== GIVEN INFORMATION ==

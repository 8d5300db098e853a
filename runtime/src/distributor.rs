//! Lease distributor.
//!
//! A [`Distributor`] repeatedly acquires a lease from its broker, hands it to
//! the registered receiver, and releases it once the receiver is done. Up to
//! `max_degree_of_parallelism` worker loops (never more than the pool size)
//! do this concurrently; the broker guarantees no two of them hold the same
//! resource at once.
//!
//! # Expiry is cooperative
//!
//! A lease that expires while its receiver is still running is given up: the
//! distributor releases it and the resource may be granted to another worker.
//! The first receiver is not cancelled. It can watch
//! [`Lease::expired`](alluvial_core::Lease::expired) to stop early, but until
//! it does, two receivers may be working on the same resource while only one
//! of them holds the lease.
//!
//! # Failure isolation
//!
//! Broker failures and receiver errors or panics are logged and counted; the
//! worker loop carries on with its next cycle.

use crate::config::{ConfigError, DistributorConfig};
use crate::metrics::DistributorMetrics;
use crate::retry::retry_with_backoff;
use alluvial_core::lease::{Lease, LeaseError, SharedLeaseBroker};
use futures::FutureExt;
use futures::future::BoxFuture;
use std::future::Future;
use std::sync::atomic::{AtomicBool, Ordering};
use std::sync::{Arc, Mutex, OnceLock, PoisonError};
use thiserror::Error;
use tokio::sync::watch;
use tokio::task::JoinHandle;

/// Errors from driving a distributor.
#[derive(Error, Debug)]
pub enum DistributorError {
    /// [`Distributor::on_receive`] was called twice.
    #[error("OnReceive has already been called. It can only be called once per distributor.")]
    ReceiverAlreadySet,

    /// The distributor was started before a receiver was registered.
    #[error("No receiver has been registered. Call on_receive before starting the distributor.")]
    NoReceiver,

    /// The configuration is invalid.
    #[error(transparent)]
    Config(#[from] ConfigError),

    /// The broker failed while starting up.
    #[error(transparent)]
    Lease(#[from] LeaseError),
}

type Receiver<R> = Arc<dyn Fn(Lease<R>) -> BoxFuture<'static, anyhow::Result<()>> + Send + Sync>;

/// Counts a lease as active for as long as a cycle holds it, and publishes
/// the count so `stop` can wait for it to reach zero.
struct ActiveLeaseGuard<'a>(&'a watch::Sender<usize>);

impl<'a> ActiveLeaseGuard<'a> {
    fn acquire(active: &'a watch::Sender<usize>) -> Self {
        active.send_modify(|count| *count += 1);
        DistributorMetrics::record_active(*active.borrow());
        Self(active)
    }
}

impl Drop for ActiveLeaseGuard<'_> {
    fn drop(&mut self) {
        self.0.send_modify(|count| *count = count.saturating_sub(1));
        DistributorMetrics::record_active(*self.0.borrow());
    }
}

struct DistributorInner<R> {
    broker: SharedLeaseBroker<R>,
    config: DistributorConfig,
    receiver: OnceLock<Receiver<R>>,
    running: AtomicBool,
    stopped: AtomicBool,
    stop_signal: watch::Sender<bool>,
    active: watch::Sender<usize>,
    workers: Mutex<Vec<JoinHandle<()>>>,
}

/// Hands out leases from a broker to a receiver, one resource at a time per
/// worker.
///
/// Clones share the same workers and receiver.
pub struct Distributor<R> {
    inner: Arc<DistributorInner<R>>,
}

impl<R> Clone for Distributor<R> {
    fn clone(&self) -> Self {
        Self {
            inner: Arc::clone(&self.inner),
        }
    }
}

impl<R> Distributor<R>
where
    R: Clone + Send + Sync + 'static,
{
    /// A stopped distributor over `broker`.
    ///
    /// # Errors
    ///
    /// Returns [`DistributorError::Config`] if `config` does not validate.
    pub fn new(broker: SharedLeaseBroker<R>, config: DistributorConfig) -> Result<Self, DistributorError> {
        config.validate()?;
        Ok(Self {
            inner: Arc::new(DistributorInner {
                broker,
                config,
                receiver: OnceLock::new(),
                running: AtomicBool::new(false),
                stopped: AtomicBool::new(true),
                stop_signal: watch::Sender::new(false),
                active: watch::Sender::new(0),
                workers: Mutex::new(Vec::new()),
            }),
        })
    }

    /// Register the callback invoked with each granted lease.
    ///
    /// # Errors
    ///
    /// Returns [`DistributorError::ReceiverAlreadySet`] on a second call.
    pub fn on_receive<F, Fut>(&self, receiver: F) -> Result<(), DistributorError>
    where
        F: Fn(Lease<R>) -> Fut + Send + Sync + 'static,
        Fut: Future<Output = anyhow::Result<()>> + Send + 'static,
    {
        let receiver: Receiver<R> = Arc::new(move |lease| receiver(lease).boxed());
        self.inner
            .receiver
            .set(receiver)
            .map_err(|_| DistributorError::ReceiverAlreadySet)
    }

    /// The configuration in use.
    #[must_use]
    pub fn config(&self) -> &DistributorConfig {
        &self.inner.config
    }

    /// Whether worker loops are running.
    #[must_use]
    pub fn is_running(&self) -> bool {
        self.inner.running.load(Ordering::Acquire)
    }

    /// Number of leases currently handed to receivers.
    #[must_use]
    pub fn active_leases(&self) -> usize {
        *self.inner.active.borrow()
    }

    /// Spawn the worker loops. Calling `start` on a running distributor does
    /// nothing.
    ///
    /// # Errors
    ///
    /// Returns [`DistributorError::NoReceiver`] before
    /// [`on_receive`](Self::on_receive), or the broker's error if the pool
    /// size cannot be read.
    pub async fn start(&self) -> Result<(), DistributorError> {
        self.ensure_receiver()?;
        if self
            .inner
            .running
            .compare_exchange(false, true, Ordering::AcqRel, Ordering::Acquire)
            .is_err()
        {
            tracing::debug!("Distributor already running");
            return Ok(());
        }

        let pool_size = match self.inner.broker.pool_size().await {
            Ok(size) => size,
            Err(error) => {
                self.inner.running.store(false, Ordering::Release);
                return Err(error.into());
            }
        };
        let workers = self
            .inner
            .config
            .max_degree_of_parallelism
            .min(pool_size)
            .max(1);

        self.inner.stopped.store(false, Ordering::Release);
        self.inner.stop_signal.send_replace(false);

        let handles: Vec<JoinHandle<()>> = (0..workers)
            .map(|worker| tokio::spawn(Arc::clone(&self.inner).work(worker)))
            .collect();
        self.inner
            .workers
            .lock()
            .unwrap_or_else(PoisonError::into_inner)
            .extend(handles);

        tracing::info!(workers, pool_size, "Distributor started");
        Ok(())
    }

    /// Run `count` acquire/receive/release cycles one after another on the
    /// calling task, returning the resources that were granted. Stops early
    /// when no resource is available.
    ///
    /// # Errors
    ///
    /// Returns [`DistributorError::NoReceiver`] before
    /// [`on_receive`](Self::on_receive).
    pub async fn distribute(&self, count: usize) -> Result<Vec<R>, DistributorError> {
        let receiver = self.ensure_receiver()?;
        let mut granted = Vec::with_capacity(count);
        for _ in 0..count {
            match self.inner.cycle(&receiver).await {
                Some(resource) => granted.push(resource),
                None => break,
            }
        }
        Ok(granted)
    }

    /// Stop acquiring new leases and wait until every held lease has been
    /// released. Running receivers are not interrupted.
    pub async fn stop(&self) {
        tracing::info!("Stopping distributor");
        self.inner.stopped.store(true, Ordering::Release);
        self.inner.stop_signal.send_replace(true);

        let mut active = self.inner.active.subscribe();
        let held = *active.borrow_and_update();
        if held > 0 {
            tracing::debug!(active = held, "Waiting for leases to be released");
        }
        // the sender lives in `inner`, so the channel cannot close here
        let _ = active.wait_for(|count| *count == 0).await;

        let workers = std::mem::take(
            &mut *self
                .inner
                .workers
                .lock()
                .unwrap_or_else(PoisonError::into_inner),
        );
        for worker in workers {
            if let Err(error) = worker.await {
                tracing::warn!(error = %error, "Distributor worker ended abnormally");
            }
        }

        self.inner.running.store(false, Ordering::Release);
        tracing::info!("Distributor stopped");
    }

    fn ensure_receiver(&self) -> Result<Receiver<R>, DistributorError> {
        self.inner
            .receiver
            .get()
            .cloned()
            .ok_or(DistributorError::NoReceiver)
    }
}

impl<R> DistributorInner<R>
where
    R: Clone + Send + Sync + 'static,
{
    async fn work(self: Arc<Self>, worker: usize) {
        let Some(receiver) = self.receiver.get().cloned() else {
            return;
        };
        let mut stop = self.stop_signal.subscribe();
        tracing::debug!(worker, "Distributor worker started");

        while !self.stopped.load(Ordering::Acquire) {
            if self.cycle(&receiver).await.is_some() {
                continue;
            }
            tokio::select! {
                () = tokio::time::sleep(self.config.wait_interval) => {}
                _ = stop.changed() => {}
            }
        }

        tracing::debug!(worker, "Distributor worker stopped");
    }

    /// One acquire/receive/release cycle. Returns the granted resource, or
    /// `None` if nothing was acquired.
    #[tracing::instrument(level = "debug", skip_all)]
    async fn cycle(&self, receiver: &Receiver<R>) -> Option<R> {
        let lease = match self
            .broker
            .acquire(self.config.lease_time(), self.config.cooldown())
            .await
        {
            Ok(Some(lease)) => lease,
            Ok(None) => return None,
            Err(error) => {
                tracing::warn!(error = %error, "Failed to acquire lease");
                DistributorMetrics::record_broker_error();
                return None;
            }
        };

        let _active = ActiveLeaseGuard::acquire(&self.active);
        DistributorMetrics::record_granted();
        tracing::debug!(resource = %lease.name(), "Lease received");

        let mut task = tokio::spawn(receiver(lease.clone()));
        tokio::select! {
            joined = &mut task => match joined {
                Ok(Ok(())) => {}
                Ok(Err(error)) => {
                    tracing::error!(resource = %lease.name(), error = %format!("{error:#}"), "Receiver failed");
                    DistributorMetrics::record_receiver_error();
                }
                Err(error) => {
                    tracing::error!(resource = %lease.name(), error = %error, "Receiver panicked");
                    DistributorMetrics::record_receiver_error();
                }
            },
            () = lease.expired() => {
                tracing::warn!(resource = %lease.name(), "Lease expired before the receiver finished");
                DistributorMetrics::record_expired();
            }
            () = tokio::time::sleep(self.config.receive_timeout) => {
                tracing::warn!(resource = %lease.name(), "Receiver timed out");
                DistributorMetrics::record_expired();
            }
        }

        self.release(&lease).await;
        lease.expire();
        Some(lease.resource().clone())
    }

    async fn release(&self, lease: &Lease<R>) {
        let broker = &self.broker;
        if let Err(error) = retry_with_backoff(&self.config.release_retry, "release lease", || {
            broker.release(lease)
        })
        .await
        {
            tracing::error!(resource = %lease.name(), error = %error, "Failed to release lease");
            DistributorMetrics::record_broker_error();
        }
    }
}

===

» **PROBLEM STATEMENT**
Write the opening line of the data above and every line after it, exactly, stopping once you have written the line with "done. Up to".

» **TASK ANSWER**
repository 8d5300db098e853a
filename runtime/src/distributor.rs
//! Lease distributor.
//!
//! A [`Distributor`] repeatedly acquires a lease from its broker, hands it to
//! the registered receiver, and releases it once the receiver is done. Up to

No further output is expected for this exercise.